Le Rapport Secret de Coplan

Bonn, 1972.

Jean Rivard, fonctionnaire à l’office de Documentation des Importateurs Français, supervise aussi depuis Bonn deux réseaux d’espions en RDA pour le compte du Sdec.  Il est discretement associé aux affaires immobilières de son ami Jacques Martay (il a tout financé en fait), qui débarque justement depuis Paris. Il ne lui demande rien de moins que trouver 80 millions de centimes pour combler un trou momentané dans la trésorerie.

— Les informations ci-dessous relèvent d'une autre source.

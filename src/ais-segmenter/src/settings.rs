use std::path::PathBuf;

use clap::Parser;
use segment_core::SegmenterConfig;

/// Group time-sorted AIS messages into continuous track segments.
///
/// Reads newline-delimited JSON records, runs one segmenter per ssvid and
/// writes each record back out tagged with its segment id.
#[derive(Debug, Parser)]
#[command(name = "ais-segmenter", version)]
pub struct Settings {
    /// Newline-delimited JSON input, '-' reads stdin.
    pub infile: String,
    /// Output path, '-' writes stdout.
    pub outfile: String,
    /// Only segment this ssvid, messages for other ssvids are dropped.
    #[arg(long)]
    pub ssvid: Option<i32>,
    /// Segments with a larger gap since their last message are retired.
    #[arg(long)]
    pub max_hours: Option<f64>,
    /// Maximum allowable speed between points, in knots.
    #[arg(long)]
    pub max_speed: Option<f64>,
    /// Distance in nautical miles under which a near-duplicate position is
    /// emitted as noise.
    #[arg(long)]
    pub noise_dist: Option<f64>,
    /// Base rate in knots for allowed discrepancy growth over time.
    #[arg(long)]
    pub penalty_speed: Option<f64>,
    /// Floor in nautical miles on the allowed discrepancy.
    #[arg(long)]
    pub buffer_nm: Option<f64>,
    /// Add the segment id to this field when writing records.
    #[arg(long)]
    pub segment_field: Option<String>,
    /// Attach per-segment match diagnostics to every output record.
    #[arg(long)]
    pub collect_match_stats: bool,
    /// Resume from segmenter states saved by a previous run.
    #[arg(long)]
    pub load_state: Option<PathBuf>,
    /// Save segmenter states on exit instead of retiring open segments,
    /// for processing the stream in chunks.
    #[arg(long)]
    pub save_state: Option<PathBuf>,
}

impl Settings {
    pub fn segmenter_config(&self) -> SegmenterConfig {
        let mut config = SegmenterConfig::default();
        if let Some(v) = self.max_hours {
            config.max_hours = v;
        }
        if let Some(v) = self.max_speed {
            config.max_speed = v;
        }
        if let Some(v) = self.noise_dist {
            config.noise_dist = v;
        }
        if let Some(v) = self.penalty_speed {
            config.penalty_speed = v;
        }
        if let Some(v) = self.buffer_nm {
            config.buffer_nm = v;
        }
        if let Some(v) = &self.segment_field {
            config.segment_field = v.clone();
        }
        config.collect_match_stats = self.collect_match_stats;
        config
    }
}
use chrono::{DateTime, Utc};
use snafu::{Location, Snafu};

use crate::Ssvid;

pub type Result<T> = std::result::Result<T, Error>;

#[derive(Debug, Snafu)]
#[snafu(module, visibility(pub))]
pub enum Error {
    #[snafu(display(
        "input for ssvid '{ssvid}' is unsorted, got timestamp '{current}' after '{previous}'"
    ))]
    UnsortedInput {
        #[snafu(implicit)]
        location: Location,
        ssvid: Ssvid,
        previous: DateTime<Utc>,
        current: DateTime<Utc>,
    },
    #[snafu(display("message ssvid '{got}' does not match segmenter ssvid '{expected}'"))]
    SsvidMismatch {
        #[snafu(implicit)]
        location: Location,
        expected: Ssvid,
        got: Ssvid,
    },
    #[snafu(display("invalid value for option '{option}': {reason}"))]
    InvalidConfig {
        #[snafu(implicit)]
        location: Location,
        option: &'static str,
        reason: String,
    },
    #[snafu(display("'{value}' is not a valid segment id"))]
    InvalidSegmentId {
        #[snafu(implicit)]
        location: Location,
        value: String,
    },
    #[snafu(display("Failed to serialize an output record"))]
    Serialization {
        #[snafu(implicit)]
        location: Location,
        source: serde_json::Error,
    },
}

Rivard, contre toute attente, réussit à obtenir cette somme en liquide, remise quelques jours plus tard en mains propres à Martay à Paris, par un intermédiaire. C’est ensuite l’enlèvement de Rivard qui est revendiqué par un groupuscule d’extrème gauche d’un courrier discret aux autorités allemandes et à son employeur à Bonn.

C’est Coplan maintenant qui débarque de Paris pour gérer la crise. Il s’agit essentiellement de sauvegarder les deux réseaux amis en Allemagne de l’Est, Rivard passant au second plan. Coplan découvre l’existence de Martay, que Rivard couche avec sa secrétaire, et que la femme de Rivard à un amant.